Start of Data
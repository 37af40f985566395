//! Snapshot decoding errors.

use super::error_code::{self, FabricErrorCode};

/// Ingestion-level failures: the snapshot could not be decoded at all.
/// Field-level variance inside a decoded snapshot is never an error.
#[derive(Debug, thiserror::Error)]
pub enum SnapshotError {
    #[error("Snapshot is not valid JSON: {0}")]
    InvalidJson(#[from] serde_json::Error),

    #[error("Category {category} has malformed rows: {message}")]
    MalformedCategory { category: String, message: String },
}

impl FabricErrorCode for SnapshotError {
    fn error_code(&self) -> &'static str {
        error_code::SNAPSHOT_ERROR
    }
}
End of Data
# How to complete this task:
This exercise asks for an exact repeat of the lines from the one holding "Snapshot decoding errors." through the end of the data above.

# Task result:
//! Snapshot decoding errors.

use super::error_code::{self, FabricErrorCode};

/// Ingestion-level failures: the snapshot could not be decoded at all.
/// Field-level variance inside a decoded snapshot is never an error.
#[derive(Debug, thiserror::Error)]
pub enum SnapshotError {
    #[error("Snapshot is not valid JSON: {0}")]
    InvalidJson(#[from] serde_json::Error),

    #[error("Category {category} has malformed rows: {message}")]
    MalformedCategory { category: String, message: String },
}

impl FabricErrorCode for SnapshotError {
    fn error_code(&self) -> &'static str {
        error_code::SNAPSHOT_ERROR
    }
}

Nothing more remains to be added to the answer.